И все же он был по-прежнему озадачен, поскольку Лантано явно сознательно позволял им думать о себе именно так: он болен, облучен. И он действительно казался каким-то увечным, причем не внешне, а скорее внутренне. Поэтому, в сущности, мнение экс-«термитов» было верным.

— Интересно, — спросил Лантано, — почему это миротворцы блаженны?

Николас просто остолбенел. Ведь это были его собственные слова.

Сейчас он уже и сам не представлял, что имел в виду. Евангельская фраза сама всплыла у него в памяти, пока он смотрел на Лантано, — вот и все, что он понимал… примерно так же, как незадолго до этого ему на ум сами собой пришли другие слова насчет презираемых и отверженных. И этот человек был… в глубине души он сознавал, кто был этот человек, даже несмотря на то, что большинство обитателей «Тома Микса» относились к воскресным службам как к чистой формальности. Однако его вера была искренней. Равно как и вера — вернее даже было бы назвать это не верой, а страхом, — в то, что в один прекрасный день им придется узнать, как американским индейцам удалось выжить, поскольку теперь уже им самим вскоре придется овладевать искусством изготовления кремневых орудий и дубления кожи.

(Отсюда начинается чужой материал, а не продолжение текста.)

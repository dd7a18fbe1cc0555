//! Input handling for the SkillScout TUI.

use std::io;
use std::sync::Arc;
use std::sync::atomic::{AtomicBool, Ordering};
use std::time::Duration;

use anyhow::{Result, anyhow};
use crossterm::event::{self, Event, KeyCode, KeyEvent, KeyEventKind, KeyModifiers};
use tokio::sync::mpsc;
use tracing::debug;

use skillscout_engine::{App, FocusTarget, OutboundLink};

const INPUT_POLL_TIMEOUT: Duration = Duration::from_millis(25); // shutdown responsiveness
const INPUT_CHANNEL_CAPACITY: usize = 1024; // bounded: no OOM
const MAX_EVENTS_PER_FRAME: usize = 64; // never starve rendering

/// Opens outbound links.
pub trait LinkLauncher {
    fn launch(&self, link: &OutboundLink) -> io::Result<()>;
}

/// Hands links to the desktop's default browser.
///
/// The browser runs as a separate process: the page gets a fresh context with
/// no handle back to us and no referrer.
#[derive(Debug, Clone, Copy, Default)]
pub struct SystemBrowser;

impl LinkLauncher for SystemBrowser {
    fn launch(&self, link: &OutboundLink) -> io::Result<()> {
        open::that_detached(link.url)
    }
}

enum InputMsg {
    Event(Event),
    Error(String),
}

pub struct InputPump {
    rx: mpsc::Receiver<InputMsg>,
    stop: Arc<AtomicBool>,
    join: Option<tokio::task::JoinHandle<()>>,
}

impl InputPump {
    #[must_use]
    pub fn new() -> Self {
        let (tx, rx) = mpsc::channel(INPUT_CHANNEL_CAPACITY);
        let stop = Arc::new(AtomicBool::new(false));
        let stop2 = stop.clone();

        let join = tokio::task::spawn_blocking(move || input_loop(&stop2, &tx));
        Self {
            rx,
            stop,
            join: Some(join),
        }
    }

    pub async fn shutdown(&mut self) {
        // Close the receiver first so a blocked send in the input thread returns.
        self.rx.close();

        self.stop.store(true, Ordering::Release);
        if let Some(join) = self.join.take() {
            let _ = tokio::time::timeout(Duration::from_secs(2), join).await;
        }
    }
}

impl Default for InputPump {
    fn default() -> Self {
        Self::new()
    }
}

impl Drop for InputPump {
    fn drop(&mut self) {
        // Best-effort stop if caller exits early; do not block in Drop.
        self.rx.close();
        self.stop.store(true, Ordering::Release);
    }
}

fn input_loop(stop: &AtomicBool, tx: &mpsc::Sender<InputMsg>) {
    while !stop.load(Ordering::Acquire) {
        match event::poll(INPUT_POLL_TIMEOUT) {
            Ok(true) => match event::read() {
                Ok(ev) => {
                    // Bounded queue: apply backpressure instead of dropping events.
                    if tx.blocking_send(InputMsg::Event(ev)).is_err() {
                        break;
                    }
                }
                Err(e) => {
                    let _ = tx.blocking_send(InputMsg::Error(e.to_string()));
                    break;
                }
            },
            Ok(false) => {}
            Err(e) => {
                let _ = tx.blocking_send(InputMsg::Error(e.to_string()));
                break;
            }
        }
    }
}

/// Drain pending terminal events into the app. Returns `true` when the app
/// should quit.
pub fn handle_events(
    app: &mut App,
    input: &mut InputPump,
    launcher: &impl LinkLauncher,
) -> Result<bool> {
    let mut processed = 0;
    while processed < MAX_EVENTS_PER_FRAME {
        let ev = match input.rx.try_recv() {
            Ok(InputMsg::Event(ev)) => ev,
            Ok(InputMsg::Error(msg)) => return Err(anyhow!("input error: {msg}")),
            Err(mpsc::error::TryRecvError::Empty) => break,
            Err(mpsc::error::TryRecvError::Disconnected) => {
                return Err(anyhow!("input pump disconnected"));
            }
        };

        if apply_event(app, ev, launcher) {
            return Ok(true);
        }
        processed += 1;
    }
    Ok(app.should_quit())
}

/// Apply one terminal event. Returns `true` when the app should quit.
pub fn apply_event(app: &mut App, event: Event, launcher: &impl LinkLauncher) -> bool {
    match event {
        Event::Key(key) => {
            // Handle press + repeat events (ignore releases)
            if matches!(key.kind, KeyEventKind::Release) {
                return app.should_quit();
            }
            handle_key(app, key, launcher);
        }
        Event::Paste(text) => {
            if let Some(token) = app.field_token() {
                app.field_editor(token).enter_text(&text);
            }
        }
        _ => {}
    }
    app.should_quit()
}

fn handle_key(app: &mut App, key: KeyEvent, launcher: &impl LinkLauncher) {
    let ctrl = key.modifiers.contains(KeyModifiers::CONTROL);

    // Global keys first.
    match key.code {
        KeyCode::Char('c') if ctrl => {
            app.request_quit();
            return;
        }
        KeyCode::Char('s') if ctrl => {
            if app.focus().is_contact_field() {
                app.submit_contact();
            }
            return;
        }
        KeyCode::Tab => {
            app.focus_next();
            return;
        }
        KeyCode::BackTab => {
            app.focus_prev();
            return;
        }
        KeyCode::Esc => {
            app.clear_status_note();
            return;
        }
        KeyCode::Enter => {
            // Shift/Alt+Enter always means a newline in the message field.
            if app.focus() == FocusTarget::Message
                && key.modifiers.intersects(KeyModifiers::SHIFT | KeyModifiers::ALT)
            {
                if let Some(token) = app.field_token() {
                    app.field_editor(token).enter_newline();
                }
                return;
            }
            if let Some(link) = app.activate_focused() {
                open_link(app, &link, launcher);
            }
            return;
        }
        _ => {}
    }

    if app.focus().is_text_field() {
        handle_text_key(app, key);
    } else {
        handle_control_key(app, key, launcher);
    }
}

fn handle_text_key(app: &mut App, key: KeyEvent) {
    let Some(token) = app.field_token() else {
        return;
    };
    let ctrl = key.modifiers.contains(KeyModifiers::CONTROL);
    let mut editor = app.field_editor(token);
    match key.code {
        KeyCode::Char('w') if ctrl => editor.delete_word_backwards(),
        KeyCode::Char('u') if ctrl => editor.clear(),
        KeyCode::Char('a') if ctrl => editor.move_cursor_home(),
        KeyCode::Char('e') if ctrl => editor.move_cursor_end(),
        KeyCode::Char(_) if ctrl => {}
        KeyCode::Char(c) => editor.enter_char(c),
        KeyCode::Backspace => editor.delete_char(),
        KeyCode::Delete => editor.delete_char_forward(),
        KeyCode::Left => editor.move_cursor_left(),
        KeyCode::Right => editor.move_cursor_right(),
        KeyCode::Home => editor.move_cursor_home(),
        KeyCode::End => editor.move_cursor_end(),
        _ => {}
    }
}

fn handle_control_key(app: &mut App, key: KeyEvent, launcher: &impl LinkLauncher) {
    // Focus can jump to a card when a search completes, so plain letters are
    // never commands here: a keystroke meant for a field must stay harmless.
    let ctrl = key.modifiers.contains(KeyModifiers::CONTROL);
    match key.code {
        KeyCode::Char(' ') if !ctrl => {
            if matches!(app.focus(), FocusTarget::SearchButton | FocusTarget::Submit) {
                app.activate_focused();
            }
        }
        KeyCode::Char('o') if ctrl => {
            if let Some(link) = app.focused_visit_link() {
                open_link(app, &link, launcher);
            }
        }
        KeyCode::Down => {
            if matches!(app.focus(), FocusTarget::Card(_)) {
                app.focus_next();
            }
        }
        KeyCode::Up => {
            if matches!(app.focus(), FocusTarget::Card(_)) {
                app.focus_prev();
            }
        }
        _ => {}
    }
}

fn open_link(app: &mut App, link: &OutboundLink, launcher: &impl LinkLauncher) {
    debug!(url = link.url, rel = %link.policy.rel(), "Opening link");
    let result = launcher.launch(link).map_err(|err| err.to_string());
    app.note_link_opened(link, result);
}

— Знаете, Ник, — сказал Лантано, — может, быть, вы заглянете ко мне в гости на виллу? Несколько комнат уже готовы, поэтому я вполне могу жить с относительным комфортом, пока мои шумные железные друзья ворочают и укладывают камни и обломки когда-то бывшие банками, путепроводами и тому подобным.

Николас перебил его:

— А я смогу там остаться на время? У вас, а не здесь?

Немного помолчав, Лайтано ответил:

— Ну разумеется. Получите возможность убедиться, что мои жена и дети находятся в полной безопасности от кровожадных жестянок владельцев соседних поместий даже в мое отсутствие. Если хотите, можете даже временно возглавить мои скромные оборонительные силы. — Повернувшись, он дал сигнал своей свите. Жестянки начали выбираться из подвала.

— Да-а, — завистливо протянул Блэр. — Вижу, губа у тебя не дура.

Николас сказал:

— Ты уж извини. — Он совершенно не представлял, почему Лантано так расположен к нему и почему его самого так тянет к этому человеку. Сущая загадка, подумал он. В этом человеке какая-то тайна: один раз посмотришь — он кажется стариком, потом — человеком средних лет, а потом подойдешь поближе — настоящий юнец. Тогда как же жена и дети? Значит, он не может быть таким уж юнцом. Поскольку Дэвид Лантано, выбираясь из подвала, двигался с проворством человека лет двадцати с небольшим, в полном расцвете юных сил, не свойственных человеку, обремененному грузом ответственности за жену и детей.

Время, подумал Николас. Такое впечатление, будто это сила, которая выдает всем нам билет в один конец на пути к власти — причем власти его собственной, а не нашей, — в его случае разделилась надвое; с одной стороны она движет им, в то же время с другой, — он сам овладевает ею и заставляет служить его собственным целям.

Николас последовал за Лантано и его жестянками прочь из подвала и вскоре оказался под серым хмурым небом.

— У нас здесь очень живописные закаты, — заметил Лантано, остановившись и обернувшись к Николасу. — Это здорово скрашивает унылый цвет дневного неба. Кстати, вам не довелось видеть лос-анджелесский смог?